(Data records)
========

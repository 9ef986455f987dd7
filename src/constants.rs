//! Protocol constants and default timings for unifi-relay.
//!
//! This module centralizes the magic numbers of the relay stack so the
//! signing, bus, negotiation and tunnel layers agree on them. Constants are
//! grouped by domain.
//!
//! # Categories
//!
//! - **Timeouts**: deadlines on every awaited reply
//! - **Pacing**: candidate delays during negotiation
//! - **Bus**: MQTT session identity and sub-protocol
//! - **Cloud**: endpoints used to obtain session credentials

use std::time::Duration;

// ============================================================================
// Timeouts
// ============================================================================

/// Deadline for a bus acknowledgement (CONNACK, SUBACK, PUBACK, UNSUBACK).
pub const BUS_ACK_TIMEOUT: Duration = Duration::from_secs(10);

/// Deadline for the whole offer/answer/candidate exchange.
///
/// Relay candidates alone are held back for a second, and TURN allocation on
/// the appliance side regularly takes several more.
pub const NEGOTIATION_TIMEOUT: Duration = Duration::from_secs(30);

/// Deadline for a single tunneled API response (both frames).
pub const RPC_RESPONSE_TIMEOUT: Duration = Duration::from_secs(15);

/// Deadline for a data channel to report itself open.
pub const CHANNEL_OPEN_TIMEOUT: Duration = Duration::from_secs(10);

/// HTTP client request timeout for cloud API calls.
pub const HTTP_REQUEST_TIMEOUT: Duration = Duration::from_secs(10);

/// WebSocket connect timeout for the broker endpoint.
pub const WS_CONNECT_TIMEOUT: Duration = Duration::from_secs(10);

// ============================================================================
// Candidate pacing
// ============================================================================

/// Poll interval while a candidate waits for the remote answer.
pub const CANDIDATE_POLL_INTERVAL: Duration = Duration::from_millis(500);

/// Extra hold applied to every `typ relay` candidate.
pub const RELAY_CANDIDATE_DELAY: Duration = Duration::from_millis(1000);

// ============================================================================
// Bus
// ============================================================================

/// WebSocket sub-protocol announced to the broker.
pub const MQTT_SUBPROTOCOL: &str = "mqttv3.1";

/// Prefix of generated MQTT client ids.
pub const MQTT_CLIENT_ID_PREFIX: &str = "mqttjs_";

/// Username sent in CONNECT; the broker uses it for SDK metrics only.
pub const MQTT_SDK_USERNAME: &str = "?SDK=NodeJSv2&Version=1.15.5";

/// Path of the broker's WebSocket endpoint.
pub const MQTT_PATH: &str = "/mqtt";

/// Signing service for the broker URL.
pub const IOT_SERVICE: &str = "iotdevicegateway";

/// Signing service for API gateway calls.
pub const API_GATEWAY_SERVICE: &str = "execute-api";

// ============================================================================
// Tunnel
// ============================================================================

/// Label of the data channel created only to trigger negotiation.
pub const PLACEHOLDER_CHANNEL_LABEL: &str = "placeholder";

/// Label prefix of tunneled API channels (`api:1`, `api:2`, ...).
pub const API_CHANNEL_PREFIX: &str = "api";

/// Content type advertised on every tunneled request.
pub const RPC_CONTENT_TYPE: &str = "application/json; charset=utf-8";

/// Base path of the network application on the appliance.
pub const DEFAULT_API_BASE: &str = "/proxy/network";

/// Default site name.
pub const DEFAULT_SITE: &str = "default";

// ============================================================================
// Cloud
// ============================================================================

/// Cloud access configuration document.
pub const CLOUD_ACCESS_CONFIG_URL: &str = "https://config.ubnt.com/cloudAccessConfig.json";

/// Single sign-on API base.
pub const SSO_BASE_URL: &str = "https://sso.ui.com";

/// Voucher lifetime in minutes when none is given (one day).
pub const DEFAULT_VOUCHER_EXPIRE_MINUTES: u32 = 1440;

========

Goal of the exercise:
Show the lines above with "network".

Task response:
/// Base path of the network application on the appliance.
pub const DEFAULT_API_BASE: &str = "/proxy/network";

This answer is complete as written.